A ordem mundial que emergiu nos anos 1970, com o neoliberalismo e com a chamada globalização, está em crise. Crise profunda, sem que se tenha alguma noção de quais são as condições para sua superação.

Por um lado, vivemos o que muitos autores chamam de “desglobalização”, termo que me parece inadequado.

Não é mais possível desfazer as estruturas internacionais de comando e decisão formadas nas últimas décadas e retornar à situação prévia, quando os Estados Nacionais conseguiam amplo controle sobre os territórios no interior de suas fronteiras.
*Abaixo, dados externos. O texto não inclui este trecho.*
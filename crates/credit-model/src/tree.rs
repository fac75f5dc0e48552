//! CART regression tree with squared-error splits.
//!
//! Nodes live in a flat vector with the root at index 0. Children are always
//! pushed after their parent, so child indices are strictly greater than the
//! parent's.

/// Tree growth limits.
#[derive(Debug, Clone, Copy, PartialEq, Eq)]
pub struct TreeParams {
    pub max_depth: usize,
    pub min_samples_split: usize,
    pub min_samples_leaf: usize,
}

#[derive(Debug, Clone, PartialEq, bincode::Encode, bincode::Decode)]
pub enum Node {
    Leaf {
        value: f64,
    },
    /// Rows with `x[feature] <= threshold` go left.
    Split {
        feature: usize,
        threshold: f64,
        left: usize,
        right: usize,
    },
}

#[derive(Debug, Clone, PartialEq, bincode::Encode, bincode::Decode)]
pub struct RegressionTree {
    nodes: Vec<Node>,
}

/// Best split found for one node.
struct Candidate {
    feature: usize,
    threshold: f64,
    /// Rows going left once sorted by `feature`.
    left_len: usize,
    /// `sum_l^2 / n_l + sum_r^2 / n_r`; larger is a lower squared error.
    proxy: f64,
}

impl RegressionTree {
    /// Grow a tree on the rows of `x` named by `samples` (duplicates allowed).
    ///
    /// `samples` must be non-empty and every index must be in range.
    pub fn fit(x: &[Vec<f64>], y: &[f64], samples: &[usize], params: TreeParams) -> Self {
        let mut tree = Self { nodes: Vec::new() };
        let mut idx = samples.to_vec();
        tree.grow(x, y, &mut idx, 0, params);
        tree
    }

    fn grow(
        &mut self,
        x: &[Vec<f64>],
        y: &[f64],
        idx: &mut [usize],
        depth: usize,
        params: TreeParams,
    ) -> usize {
        let n = idx.len();
        let sum: f64 = idx.iter().map(|&i| y[i]).sum();
        let mean = sum / n as f64;
        let sse: f64 = idx.iter().map(|&i| (y[i] - mean).powi(2)).sum();

        let at = self.nodes.len();
        self.nodes.push(Node::Leaf { value: mean });

        if depth >= params.max_depth
            || n < params.min_samples_split
            || n < 2 * params.min_samples_leaf
            || sse <= f64::EPSILON
        {
            return at;
        }

        let Some(best) = best_split(x, y, idx, params.min_samples_leaf) else {
            return at;
        };

        idx.sort_by(|&a, &b| x[a][best.feature].total_cmp(&x[b][best.feature]));
        let (left_idx, right_idx) = idx.split_at_mut(best.left_len);
        let left = self.grow(x, y, left_idx, depth + 1, params);
        let right = self.grow(x, y, right_idx, depth + 1, params);

        self.nodes[at] = Node::Split {
            feature: best.feature,
            threshold: best.threshold,
            left,
            right,
        };
        at
    }

    pub fn predict_row(&self, row: &[f64]) -> f64 {
        let mut at = 0;
        loop {
            match &self.nodes[at] {
                Node::Leaf { value } => return *value,
                Node::Split {
                    feature,
                    threshold,
                    left,
                    right,
                } => {
                    at = if row[*feature] <= *threshold { *left } else { *right };
                }
            }
        }
    }

    pub fn node_count(&self) -> usize {
        self.nodes.len()
    }

    /// Longest root-to-leaf path, in edges.
    pub fn depth(&self) -> usize {
        fn walk(nodes: &[Node], at: usize) -> usize {
            match &nodes[at] {
                Node::Leaf { .. } => 0,
                Node::Split { left, right, .. } => 1 + walk(nodes, *left).max(walk(nodes, *right)),
            }
        }
        if self.nodes.is_empty() { 0 } else { walk(&self.nodes, 0) }
    }

    /// Structural check used when loading a persisted tree: every split reads
    /// a feature below `width` and points forward to existing nodes.
    pub(crate) fn validate(&self, width: usize) -> Result<(), String> {
        if self.nodes.is_empty() {
            return Err("tree has no nodes".into());
        }
        for (i, node) in self.nodes.iter().enumerate() {
            match node {
                Node::Leaf { value } if !value.is_finite() => {
                    return Err(format!("node {i}: non-finite leaf value"));
                }
                Node::Leaf { .. } => {}
                Node::Split {
                    feature,
                    left,
                    right,
                    ..
                } => {
                    if *feature >= width {
                        return Err(format!("node {i}: feature {feature} >= {width}"));
                    }
                    for child in [left, right] {
                        if *child <= i || *child >= self.nodes.len() {
                            return Err(format!("node {i}: bad child index {child}"));
                        }
                    }
                }
            }
        }
        Ok(())
    }
}

fn best_split(x: &[Vec<f64>], y: &[f64], idx: &[usize], min_leaf: usize) -> Option<Candidate> {
    let n = idx.len();
    let width = x[idx[0]].len();
    let total: f64 = idx.iter().map(|&i| y[i]).sum();
    let mut order = idx.to_vec();
    let mut best: Option<Candidate> = None;

    for feature in 0..width {
        order.sort_by(|&a, &b| x[a][feature].total_cmp(&x[b][feature]));

        let mut left_sum = 0.0;
        for k in 0..n - 1 {
            left_sum += y[order[k]];
            let left_len = k + 1;
            let right_len = n - left_len;
            if left_len < min_leaf || right_len < min_leaf {
                continue;
            }
            let lo = x[order[k]][feature];
            let hi = x[order[k + 1]][feature];
            if lo >= hi {
                continue;
            }
            let right_sum = total - left_sum;
            let proxy = left_sum * left_sum / left_len as f64 + right_sum * right_sum / right_len as f64;
            if best.as_ref().is_none_or(|b| proxy > b.proxy) {
                let mut threshold = lo / 2.0 + hi / 2.0;
                if threshold >= hi || !threshold.is_finite() {
                    threshold = lo;
                }
                best = Some(Candidate {
                    feature,
                    threshold,
                    left_len,
                    proxy,
                });
            }
        }
    }

    best
}

#[cfg(test)]
mod tests {
    use super::*;

    const PARAMS: TreeParams = TreeParams {
        max_depth: 10,
        min_samples_split: 2,
        min_samples_leaf: 1,
    };

    fn all(n: usize) -> Vec<usize> {
        (0..n).collect()
    }

    #[test]
    fn constant_target_is_single_leaf() {
        let x = vec![vec![1.0], vec![2.0], vec![3.0]];
        let y = vec![5.0, 5.0, 5.0];
        let t = RegressionTree::fit(&x, &y, &all(3), PARAMS);
        assert_eq!(t.node_count(), 1);
        assert_eq!(t.predict_row(&[100.0]), 5.0);
    }

    #[test]
    fn step_function_is_learned_exactly() {
        let x: Vec<Vec<f64>> = (0..10).map(|i| vec![i as f64]).collect();
        let y: Vec<f64> = (0..10).map(|i| if i < 5 { 100.0 } else { 900.0 }).collect();
        let t = RegressionTree::fit(&x, &y, &all(10), PARAMS);
        assert_eq!(t.node_count(), 3);
        assert_eq!(t.predict_row(&[2.0]), 100.0);
        // Threshold sits midway between 4 and 5; ties go left.
        assert_eq!(t.predict_row(&[4.5]), 100.0);
        assert_eq!(t.predict_row(&[4.6]), 900.0);
        assert_eq!(t.predict_row(&[7.0]), 900.0);
    }

    #[test]
    fn picks_informative_feature() {
        // Feature 0 is noise, feature 1 determines the target.
        let x = vec![
            vec![3.0, 0.0],
            vec![1.0, 0.0],
            vec![2.0, 1.0],
            vec![0.0, 1.0],
        ];
        let y = vec![10.0, 10.0, 20.0, 20.0];
        let t = RegressionTree::fit(&x, &y, &all(4), PARAMS);
        match &t.nodes[0] {
            Node::Split { feature, threshold, .. } => {
                assert_eq!(*feature, 1);
                assert_eq!(*threshold, 0.5);
            }
            other => panic!("expected split, got {other:?}"),
        }
    }

    #[test]
    fn depth_limit_respected() {
        let x: Vec<Vec<f64>> = (0..64).map(|i| vec![i as f64]).collect();
        let y: Vec<f64> = (0..64).map(|i| (i * 7 % 13) as f64).collect();
        let params = TreeParams { max_depth: 3, ..PARAMS };
        let t = RegressionTree::fit(&x, &y, &all(64), params);
        assert!(t.depth() <= 3);
        assert!(t.node_count() <= 15);
    }

    #[test]
    fn min_samples_leaf_respected() {
        let x: Vec<Vec<f64>> = (0..6).map(|i| vec![i as f64]).collect();
        let y = vec![0.0, 0.0, 0.0, 0.0, 0.0, 100.0];
        let params = TreeParams { min_samples_leaf: 2, ..PARAMS };
        let t = RegressionTree::fit(&x, &y, &all(6), params);
        // The lone outlier cannot be isolated; it shares a leaf with a neighbour.
        assert_eq!(t.predict_row(&[5.0]), 50.0);
    }

    #[test]
    fn duplicate_feature_values_never_split_apart() {
        let x = vec![vec![1.0], vec![1.0], vec![1.0]];
        let y = vec![0.0, 10.0, 20.0];
        let t = RegressionTree::fit(&x, &y, &all(3), PARAMS);
        assert_eq!(t.node_count(), 1);
        assert_eq!(t.predict_row(&[1.0]), 10.0);
    }

    #[test]
    fn bootstrap_duplicates_weight_the_leaf() {
        let x = vec![vec![0.0], vec![0.0]];
        let y = vec![0.0, 30.0];
        // Row 1 drawn twice: the shared leaf averages 0, 30, 30.
        let t = RegressionTree::fit(&x, &y, &[0, 1, 1], PARAMS);
        assert_eq!(t.predict_row(&[0.0]), 20.0);
    }

    #[test]
    fn predictions_stay_within_target_range() {
        let x: Vec<Vec<f64>> = (0..40).map(|i| vec![i as f64, (40 - i) as f64]).collect();
        let y: Vec<f64> = (0..40).map(|i| ((i * 37) % 1000) as f64).collect();
        let t = RegressionTree::fit(&x, &y, &all(40), PARAMS);
        for probe in [-1e9, 0.0, 17.5, 1e9] {
            let p = t.predict_row(&[probe, probe]);
            assert!((0.0..=1000.0).contains(&p));
        }
    }

    #[test]
    fn validate_catches_bad_structure() {
        let x: Vec<Vec<f64>> = (0..10).map(|i| vec![i as f64]).collect();
        let y: Vec<f64> = (0..10).map(|i| i as f64).collect();
        let t = RegressionTree::fit(&x, &y, &all(10), PARAMS);
        assert!(t.validate(1).is_ok());
        assert!(t.validate(0).is_err());

        let looped = RegressionTree {
            nodes: vec![Node::Split { feature: 0, threshold: 0.0, left: 0, right: 0 }],
        };
        assert!(looped.validate(1).is_err());
        assert!(RegressionTree { nodes: vec![] }.validate(1).is_err());
    }
}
Nesse sentido, a interdependência e integração dos fluxos de pessoas, informações e mercadorias em escala mundial são variáveis que vieram para ficar.

De toda forma, é imperativo reconhecer que fenômenos como as disputas comerciais entre a China e os Estados Unidos; o fortalecimento dos BRICS; o Brexit, pelo qual o Reino Unido abandonou a União Europeia; o acirramento das políticas protecionistas nos EUA; o renascer de identidades nacionais e/ou religiosas; a guerra entre Ucrânia e Rússia; o atual conflito na Faixa de Gaza entre Israel e o Hamas, dentre muitos outros fatores de tensão, apontam para um forte abalo na ordem internacional neoliberal. [1]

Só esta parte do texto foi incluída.